Fifth, communication to and with decision-makers is clearly a preponderant factor in utilization of knowledge. There are several facets to communication. Timing is essential: communication of results must start early and be staged over time. Method is pivotal: if the final report is still a preferred vehicle, other methods are gaining ground such as thematic summaries, newsletter articles, brochures, press releases, oral briefings, discussion groups, retreats, storyboarding sessions, creative presentations, debates, etc.
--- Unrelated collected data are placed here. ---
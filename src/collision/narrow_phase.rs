//! Exact pairwise tests. Closed forms for the common pairs, GJK for the rest.

use nalgebra::{Rotation3, Unit};

use crate::geometry::{EPSILON, FloatType, WorldPoint, WorldVector, normalize_or_self};

use super::{
    Collider, ColliderShape, Contact,
    gjk::{self, SupportMap},
};

/// Contact between two colliders, normal pointing from `a` to `b`.
pub fn collide(a: &Collider, b: &Collider) -> Contact {
    use ColliderShape::*;

    match (&a.shape, &b.shape) {
        (Plane { .. }, Plane { .. }) => Contact::none(),

        (Sphere { center: ca, radius: ra }, Sphere { center: cb, radius: rb }) => {
            sphere_sphere(ca, *ra, cb, *rb)
        }

        (Sphere { center, radius }, Plane { normal, offset }) => {
            sphere_plane(center, *radius, normal, *offset)
        }
        (Plane { normal, offset }, Sphere { center, radius }) => {
            sphere_plane(center, *radius, normal, *offset).flipped()
        }

        (
            Sphere { center, radius },
            Box {
                center: box_center,
                half_extents,
                orientation,
            },
        ) => sphere_box(center, *radius, box_center, half_extents, orientation),
        (
            Box {
                center: box_center,
                half_extents,
                orientation,
            },
            Sphere { center, radius },
        ) => sphere_box(center, *radius, box_center, half_extents, orientation).flipped(),

        (_, Plane { normal, offset }) => support_plane(a, normal, *offset),
        (Plane { normal, offset }, _) => support_plane(b, normal, *offset).flipped(),

        _ => convex_convex(a, b),
    }
}

fn sphere_sphere(ca: &WorldPoint, ra: FloatType, cb: &WorldPoint, rb: FloatType) -> Contact {
    let offset = cb - ca;
    let distance = offset.norm();
    let depth = ra + rb - distance;
    if depth <= 0.0 {
        return Contact::none();
    }
    let normal = if distance > EPSILON {
        offset / distance
    } else {
        WorldVector::x()
    };
    Contact::new(normal, depth, ca + normal * (ra - depth / 2.0))
}

fn sphere_plane(
    center: &WorldPoint,
    radius: FloatType,
    normal: &Unit<WorldVector>,
    offset: FloatType,
) -> Contact {
    let distance = center.coords.dot(normal.as_ref()) - offset;
    if distance.abs() >= radius {
        return Contact::none();
    }
    // Planes are two sided, the contact normal points from the sphere's side to the plane
    let towards_plane = if distance >= 0.0 {
        -normal.into_inner()
    } else {
        normal.into_inner()
    };
    Contact::new(
        towards_plane,
        radius - distance.abs(),
        center - normal.as_ref() * distance,
    )
}

fn sphere_box(
    center: &WorldPoint,
    radius: FloatType,
    box_center: &WorldPoint,
    half_extents: &WorldVector,
    orientation: &Rotation3<FloatType>,
) -> Contact {
    let local = orientation.inverse_transform_vector(&(center - box_center));
    let closest = local.zip_map(half_extents, |p, h| p.clamp(-h, h));
    let delta = local - closest;
    let distance = delta.norm();

    if distance > EPSILON {
        if distance >= radius {
            return Contact::none();
        }
        // Sphere center outside the box, normal points from the sphere into the box
        let normal = -(orientation * (delta / distance));
        let point = box_center + orientation * closest;
        return Contact::new(normal, radius - distance, point);
    }

    // Center inside, push out through the nearest face
    let gaps = half_extents - local.abs();
    let axis = gaps.imin();
    let mut face = WorldVector::zeros();
    face[axis] = if local[axis] >= 0.0 { 1.0 } else { -1.0 };
    let mut surface_point = local;
    surface_point[axis] = face[axis] * half_extents[axis];

    Contact::new(
        -(orientation * face),
        radius + gaps[axis],
        box_center + orientation * surface_point,
    )
}

/// Any support mapped shape against a two sided plane.
/// Overlaps when the body has points strictly on both sides of the plane.
fn support_plane(body: &Collider, normal: &Unit<WorldVector>, offset: FloatType) -> Contact {
    let n = normal.into_inner();
    let lowest = body.support(&-n);
    let highest = body.support(&n);
    let below = lowest.coords.dot(&n) - offset;
    let above = highest.coords.dot(&n) - offset;
    if below >= 0.0 || above <= 0.0 {
        return Contact::none();
    }
    if body.center().coords.dot(&n) >= offset {
        Contact::new(-n, -below, lowest)
    } else {
        Contact::new(n, above, highest)
    }
}

fn convex_convex(a: &Collider, b: &Collider) -> Contact {
    let ca = a.center();
    let cb = b.center();
    if !gjk::intersects(a, b, cb - ca) {
        return Contact::none();
    }
    let normal = normalize_or_self(cb - ca);
    let normal = if normal.norm_squared() > 0.0 {
        normal
    } else {
        WorldVector::x()
    };
    Contact::new(normal, 0.0, nalgebra::center(&ca, &cb))
}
Adapting the content is also key: some audiences couldn't care less about measurement methods and want to focus on lessons learned while others need to be convinced that the measurement is reliable before paying attention to the results.

Patton identified five principles of utilization-focussed reporting:

  1. Be intentional about reporting, that is, determine what you want the audience to take away and stay true to that purpose.
  2. Stay user-focussed: aim for the priorities of the intended user and answer their questions.
  3. Use graphics and other visuals to communicate succinctly and powerfully (something I have clearly not mastered).
  4. Prepare users for counter-intuitive findings.
  5. Distinguish dissemination from use: evaluators would say that dissemination is an output whereas use is an outcome.
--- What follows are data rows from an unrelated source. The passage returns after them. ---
use index_vec::IndexVec;
use itertools::Itertools as _;
use ordered_float::OrderedFloat;

use crate::{
    geometry::{FloatType, WorldBox, WorldVector},
    scene::ObjectId,
};

use super::{Bvh, Node, NodeIdx};

impl Bvh {
    /// Builds the tree, `None` when there is nothing to partition.
    pub fn build(mut items: Vec<(ObjectId, WorldBox)>) -> Option<Bvh> {
        if items.is_empty() {
            return None;
        }

        let mut bvh = Bvh {
            root: NodeIdx::new(0),
            nodes: IndexVec::with_capacity(2 * items.len()),
        };
        bvh.root = bvh.build_recursive(&mut items);
        Some(bvh)
    }

    fn build_recursive(&mut self, items: &mut [(ObjectId, WorldBox)]) -> NodeIdx {
        if let [(object, bounding_box)] = items {
            return self.nodes.push(Node::Leaf {
                bounding_box: bounding_box.clone(),
                object: *object,
            });
        }

        let axis = split_axis(items);
        items.sort_unstable_by_key(|(_, bounding_box)| OrderedFloat(bounding_box.center()[axis]));

        // Create placeholder node that will be overwritten once the children exist
        let node_index = self.nodes.push(Node::Leaf {
            bounding_box: WorldBox::default(),
            object: ObjectId::new(0),
        });

        let (left_items, right_items) = items.split_at_mut(items.len() / 2);
        let left = self.build_recursive(left_items);
        let right = self.build_recursive(right_items);

        let bounding_box = self.nodes[left]
            .bounding_box()
            .surrounding(self.nodes[right].bounding_box());
        self.nodes[node_index] = Node::Inner {
            bounding_box,
            left,
            right,
        };

        node_index
    }
}

/// Axis along which the centers of the boxes are spread the most.
fn split_axis(items: &[(ObjectId, WorldBox)]) -> usize {
    let count = items.len() as FloatType;
    let centers = items
        .iter()
        .map(|(_, bounding_box)| bounding_box.center().coords)
        .collect_vec();
    let mean = centers.iter().sum::<WorldVector>() / count;
    let variance = centers
        .iter()
        .map(|center| (center - mean).component_mul(&(center - mean)))
        .sum::<WorldVector>();

    variance.imax()
}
Sixth, utilization must be facilitated with after-sale service or support: decision-makers may well use carefully crafted new knowledge produced via close engagement, but they may also need to be reminded of the implications of this knowledge in the conduct of their business. The evaluator or the social impact analyst does not own the knowledge but they have profoundly contributed to developing it; because of that, he is in a pivotal position to help apply the knowledge to various situations in the organization.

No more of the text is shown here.